Stored data:
:::::
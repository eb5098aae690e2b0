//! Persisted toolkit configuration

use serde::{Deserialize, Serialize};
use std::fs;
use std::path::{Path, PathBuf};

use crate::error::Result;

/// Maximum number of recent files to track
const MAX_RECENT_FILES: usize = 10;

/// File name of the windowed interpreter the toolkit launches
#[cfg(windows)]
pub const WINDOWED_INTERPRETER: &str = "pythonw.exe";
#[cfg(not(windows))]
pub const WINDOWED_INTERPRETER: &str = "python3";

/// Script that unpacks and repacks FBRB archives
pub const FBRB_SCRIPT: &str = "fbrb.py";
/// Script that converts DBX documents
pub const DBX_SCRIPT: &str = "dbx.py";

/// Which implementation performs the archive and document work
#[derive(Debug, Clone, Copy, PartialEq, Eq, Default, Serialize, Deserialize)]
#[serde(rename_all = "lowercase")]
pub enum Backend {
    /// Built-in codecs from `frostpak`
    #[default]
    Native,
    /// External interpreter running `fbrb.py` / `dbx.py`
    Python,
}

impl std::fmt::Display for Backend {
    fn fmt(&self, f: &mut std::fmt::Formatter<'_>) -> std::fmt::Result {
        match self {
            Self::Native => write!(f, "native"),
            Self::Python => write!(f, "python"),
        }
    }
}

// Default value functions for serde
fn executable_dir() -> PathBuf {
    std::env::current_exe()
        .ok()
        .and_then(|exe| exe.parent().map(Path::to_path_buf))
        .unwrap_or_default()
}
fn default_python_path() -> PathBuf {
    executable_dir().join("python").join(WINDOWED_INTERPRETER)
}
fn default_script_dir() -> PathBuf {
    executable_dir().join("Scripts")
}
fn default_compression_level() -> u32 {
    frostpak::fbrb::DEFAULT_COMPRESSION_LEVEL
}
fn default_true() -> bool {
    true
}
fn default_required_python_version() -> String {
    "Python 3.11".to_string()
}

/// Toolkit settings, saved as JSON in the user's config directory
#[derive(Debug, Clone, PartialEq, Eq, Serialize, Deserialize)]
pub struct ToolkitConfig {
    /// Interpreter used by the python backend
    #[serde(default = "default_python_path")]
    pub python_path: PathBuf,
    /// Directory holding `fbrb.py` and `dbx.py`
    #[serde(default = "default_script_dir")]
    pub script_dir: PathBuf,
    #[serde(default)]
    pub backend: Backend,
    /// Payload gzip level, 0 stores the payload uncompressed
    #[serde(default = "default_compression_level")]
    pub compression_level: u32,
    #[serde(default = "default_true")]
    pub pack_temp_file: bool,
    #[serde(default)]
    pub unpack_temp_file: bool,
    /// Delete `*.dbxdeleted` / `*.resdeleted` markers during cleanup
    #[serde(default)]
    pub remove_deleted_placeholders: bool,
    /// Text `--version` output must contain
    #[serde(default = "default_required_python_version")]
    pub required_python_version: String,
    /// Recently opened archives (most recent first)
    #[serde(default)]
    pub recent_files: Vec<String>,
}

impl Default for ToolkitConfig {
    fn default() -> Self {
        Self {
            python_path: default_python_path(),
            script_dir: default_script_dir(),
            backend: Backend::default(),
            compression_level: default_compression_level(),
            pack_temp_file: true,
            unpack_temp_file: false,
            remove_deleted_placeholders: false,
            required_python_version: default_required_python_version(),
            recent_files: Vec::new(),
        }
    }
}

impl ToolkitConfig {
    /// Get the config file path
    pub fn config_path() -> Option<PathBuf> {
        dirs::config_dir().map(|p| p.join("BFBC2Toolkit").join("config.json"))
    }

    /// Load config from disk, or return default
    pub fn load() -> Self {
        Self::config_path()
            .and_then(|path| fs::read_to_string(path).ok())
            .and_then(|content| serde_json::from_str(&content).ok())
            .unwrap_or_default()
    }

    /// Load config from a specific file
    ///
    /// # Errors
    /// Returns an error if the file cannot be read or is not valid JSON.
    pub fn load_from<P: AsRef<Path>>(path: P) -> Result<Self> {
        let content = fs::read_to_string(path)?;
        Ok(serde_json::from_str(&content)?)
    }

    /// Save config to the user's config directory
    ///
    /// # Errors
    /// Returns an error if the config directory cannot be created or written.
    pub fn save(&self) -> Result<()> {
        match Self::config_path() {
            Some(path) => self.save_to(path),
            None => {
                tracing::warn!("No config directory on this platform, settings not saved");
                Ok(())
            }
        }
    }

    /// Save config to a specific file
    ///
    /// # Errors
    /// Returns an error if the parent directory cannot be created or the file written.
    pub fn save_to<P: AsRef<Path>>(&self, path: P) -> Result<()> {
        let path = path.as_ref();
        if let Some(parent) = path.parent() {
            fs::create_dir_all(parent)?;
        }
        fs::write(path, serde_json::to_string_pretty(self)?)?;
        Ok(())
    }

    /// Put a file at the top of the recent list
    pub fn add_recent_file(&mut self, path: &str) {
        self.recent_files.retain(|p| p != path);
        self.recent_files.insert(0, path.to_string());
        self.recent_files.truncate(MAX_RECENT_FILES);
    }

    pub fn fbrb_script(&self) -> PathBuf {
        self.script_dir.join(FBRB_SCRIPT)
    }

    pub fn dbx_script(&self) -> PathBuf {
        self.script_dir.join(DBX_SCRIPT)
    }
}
:::::
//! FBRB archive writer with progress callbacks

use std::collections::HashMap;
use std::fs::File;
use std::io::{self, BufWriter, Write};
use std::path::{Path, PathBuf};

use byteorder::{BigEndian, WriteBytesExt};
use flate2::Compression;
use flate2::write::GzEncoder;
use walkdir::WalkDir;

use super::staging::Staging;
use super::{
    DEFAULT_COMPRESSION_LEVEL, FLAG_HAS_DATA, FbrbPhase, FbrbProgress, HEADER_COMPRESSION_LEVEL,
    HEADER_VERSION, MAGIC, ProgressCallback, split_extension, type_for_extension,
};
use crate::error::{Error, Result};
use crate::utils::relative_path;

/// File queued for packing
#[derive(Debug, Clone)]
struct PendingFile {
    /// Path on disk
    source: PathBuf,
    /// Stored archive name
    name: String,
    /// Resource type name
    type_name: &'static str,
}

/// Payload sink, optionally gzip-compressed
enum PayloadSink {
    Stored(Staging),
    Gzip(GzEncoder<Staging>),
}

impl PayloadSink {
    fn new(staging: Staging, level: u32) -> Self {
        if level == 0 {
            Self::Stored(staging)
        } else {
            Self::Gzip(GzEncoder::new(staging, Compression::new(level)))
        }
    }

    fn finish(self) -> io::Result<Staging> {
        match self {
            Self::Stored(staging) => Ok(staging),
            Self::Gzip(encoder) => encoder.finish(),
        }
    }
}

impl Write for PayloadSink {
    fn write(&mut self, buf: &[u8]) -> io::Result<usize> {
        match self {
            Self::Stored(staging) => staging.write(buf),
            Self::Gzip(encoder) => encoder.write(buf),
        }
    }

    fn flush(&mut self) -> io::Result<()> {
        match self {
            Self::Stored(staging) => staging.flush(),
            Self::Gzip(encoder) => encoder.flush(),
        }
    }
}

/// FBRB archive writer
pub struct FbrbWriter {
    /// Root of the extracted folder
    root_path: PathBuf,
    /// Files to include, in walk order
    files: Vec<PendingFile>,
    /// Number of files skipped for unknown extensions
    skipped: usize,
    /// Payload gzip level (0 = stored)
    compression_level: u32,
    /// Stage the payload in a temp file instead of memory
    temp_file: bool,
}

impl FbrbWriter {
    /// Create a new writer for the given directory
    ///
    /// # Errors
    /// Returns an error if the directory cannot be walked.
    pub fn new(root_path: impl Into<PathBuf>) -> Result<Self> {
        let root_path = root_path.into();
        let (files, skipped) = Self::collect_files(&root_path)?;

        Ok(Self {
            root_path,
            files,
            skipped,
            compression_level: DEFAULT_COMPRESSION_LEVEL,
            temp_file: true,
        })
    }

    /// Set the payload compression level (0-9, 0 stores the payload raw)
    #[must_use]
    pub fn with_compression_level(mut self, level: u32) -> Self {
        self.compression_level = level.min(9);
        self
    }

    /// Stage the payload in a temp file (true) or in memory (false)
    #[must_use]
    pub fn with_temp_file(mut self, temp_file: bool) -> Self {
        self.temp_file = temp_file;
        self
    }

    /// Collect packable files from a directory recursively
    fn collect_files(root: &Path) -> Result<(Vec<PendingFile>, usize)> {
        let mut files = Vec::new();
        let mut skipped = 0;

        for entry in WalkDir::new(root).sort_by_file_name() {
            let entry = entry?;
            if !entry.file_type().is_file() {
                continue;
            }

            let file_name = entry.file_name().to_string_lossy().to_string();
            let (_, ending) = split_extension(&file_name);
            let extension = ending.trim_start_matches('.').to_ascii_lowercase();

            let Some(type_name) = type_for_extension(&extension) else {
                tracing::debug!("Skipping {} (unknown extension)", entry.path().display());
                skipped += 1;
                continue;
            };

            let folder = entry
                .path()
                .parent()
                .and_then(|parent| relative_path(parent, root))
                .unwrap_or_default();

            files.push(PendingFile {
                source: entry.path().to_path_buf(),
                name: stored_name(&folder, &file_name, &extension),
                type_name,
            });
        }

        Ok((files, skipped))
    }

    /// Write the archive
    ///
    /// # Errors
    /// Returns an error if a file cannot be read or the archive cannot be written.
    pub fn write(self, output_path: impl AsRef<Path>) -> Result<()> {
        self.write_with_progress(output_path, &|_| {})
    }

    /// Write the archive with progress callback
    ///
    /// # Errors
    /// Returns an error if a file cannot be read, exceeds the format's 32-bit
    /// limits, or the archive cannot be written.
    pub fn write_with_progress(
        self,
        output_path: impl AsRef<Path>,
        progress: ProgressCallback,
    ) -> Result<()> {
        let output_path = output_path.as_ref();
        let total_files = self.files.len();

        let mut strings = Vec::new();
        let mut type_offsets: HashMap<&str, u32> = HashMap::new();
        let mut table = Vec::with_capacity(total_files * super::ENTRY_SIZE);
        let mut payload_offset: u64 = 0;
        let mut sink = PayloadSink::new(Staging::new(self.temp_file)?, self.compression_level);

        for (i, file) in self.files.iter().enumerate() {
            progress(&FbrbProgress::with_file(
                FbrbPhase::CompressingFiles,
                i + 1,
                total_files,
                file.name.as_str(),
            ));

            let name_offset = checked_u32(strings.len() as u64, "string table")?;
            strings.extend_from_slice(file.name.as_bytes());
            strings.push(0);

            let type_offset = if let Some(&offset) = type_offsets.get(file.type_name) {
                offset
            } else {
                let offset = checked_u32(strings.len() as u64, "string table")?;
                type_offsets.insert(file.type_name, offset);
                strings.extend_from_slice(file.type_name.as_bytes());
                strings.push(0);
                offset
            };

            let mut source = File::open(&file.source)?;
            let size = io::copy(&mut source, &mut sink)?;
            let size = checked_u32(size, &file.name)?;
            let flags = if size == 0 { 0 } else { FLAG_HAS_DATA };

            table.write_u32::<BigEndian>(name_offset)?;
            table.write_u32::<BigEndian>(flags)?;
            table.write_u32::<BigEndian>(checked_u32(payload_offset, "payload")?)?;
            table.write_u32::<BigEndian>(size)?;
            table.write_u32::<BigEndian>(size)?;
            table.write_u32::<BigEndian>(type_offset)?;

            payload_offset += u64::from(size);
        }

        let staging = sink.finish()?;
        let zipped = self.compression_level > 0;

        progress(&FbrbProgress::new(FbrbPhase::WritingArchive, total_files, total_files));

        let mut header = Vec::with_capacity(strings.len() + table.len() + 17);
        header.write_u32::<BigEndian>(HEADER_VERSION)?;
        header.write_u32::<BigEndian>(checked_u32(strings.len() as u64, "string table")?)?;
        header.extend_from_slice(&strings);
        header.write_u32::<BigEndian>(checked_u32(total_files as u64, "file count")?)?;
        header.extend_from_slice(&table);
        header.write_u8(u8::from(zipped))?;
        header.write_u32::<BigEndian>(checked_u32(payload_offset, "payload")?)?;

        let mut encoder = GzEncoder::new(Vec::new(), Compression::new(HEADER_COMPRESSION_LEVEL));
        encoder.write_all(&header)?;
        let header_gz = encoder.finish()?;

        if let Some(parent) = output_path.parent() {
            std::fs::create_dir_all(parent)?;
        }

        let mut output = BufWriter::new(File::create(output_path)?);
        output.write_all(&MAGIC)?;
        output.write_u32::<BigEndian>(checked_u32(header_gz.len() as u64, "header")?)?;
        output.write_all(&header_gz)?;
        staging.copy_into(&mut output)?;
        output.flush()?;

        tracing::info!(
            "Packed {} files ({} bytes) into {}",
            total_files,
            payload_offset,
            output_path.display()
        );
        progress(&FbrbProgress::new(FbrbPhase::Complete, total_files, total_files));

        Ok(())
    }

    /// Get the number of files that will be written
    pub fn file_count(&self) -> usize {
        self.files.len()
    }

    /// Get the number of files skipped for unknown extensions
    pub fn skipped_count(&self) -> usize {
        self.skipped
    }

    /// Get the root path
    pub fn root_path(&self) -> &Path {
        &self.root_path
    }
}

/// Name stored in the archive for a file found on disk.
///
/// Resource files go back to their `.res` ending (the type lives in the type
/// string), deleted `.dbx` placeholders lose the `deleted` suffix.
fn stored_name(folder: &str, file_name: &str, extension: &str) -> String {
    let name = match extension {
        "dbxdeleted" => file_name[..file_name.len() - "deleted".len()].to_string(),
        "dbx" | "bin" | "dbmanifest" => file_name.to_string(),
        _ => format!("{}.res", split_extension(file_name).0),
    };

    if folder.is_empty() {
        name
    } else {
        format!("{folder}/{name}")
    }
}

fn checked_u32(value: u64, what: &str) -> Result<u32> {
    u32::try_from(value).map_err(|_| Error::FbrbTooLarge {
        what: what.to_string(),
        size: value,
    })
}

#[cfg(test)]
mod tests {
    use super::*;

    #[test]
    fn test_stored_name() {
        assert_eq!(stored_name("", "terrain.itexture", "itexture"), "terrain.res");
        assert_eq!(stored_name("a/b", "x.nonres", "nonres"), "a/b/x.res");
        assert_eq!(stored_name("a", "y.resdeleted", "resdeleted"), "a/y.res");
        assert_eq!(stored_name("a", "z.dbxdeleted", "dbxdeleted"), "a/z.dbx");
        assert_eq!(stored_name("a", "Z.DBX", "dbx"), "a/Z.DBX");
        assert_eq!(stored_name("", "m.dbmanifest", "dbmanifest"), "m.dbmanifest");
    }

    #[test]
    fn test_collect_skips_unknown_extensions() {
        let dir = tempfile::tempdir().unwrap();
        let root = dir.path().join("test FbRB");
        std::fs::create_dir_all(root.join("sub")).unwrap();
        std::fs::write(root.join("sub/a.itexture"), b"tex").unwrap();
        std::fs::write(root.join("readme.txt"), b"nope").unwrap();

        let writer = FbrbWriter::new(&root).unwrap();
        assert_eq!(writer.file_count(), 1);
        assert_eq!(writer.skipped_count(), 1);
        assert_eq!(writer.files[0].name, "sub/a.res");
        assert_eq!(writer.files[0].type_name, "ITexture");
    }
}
:::::
### Your objective
Scan the lines above for the word "false", then copy each line that has it.

### Solution for this problem
            unpack_temp_file: false,
            remove_deleted_placeholders: false,
    /// Stage the payload in a temp file (true) or in memory (false)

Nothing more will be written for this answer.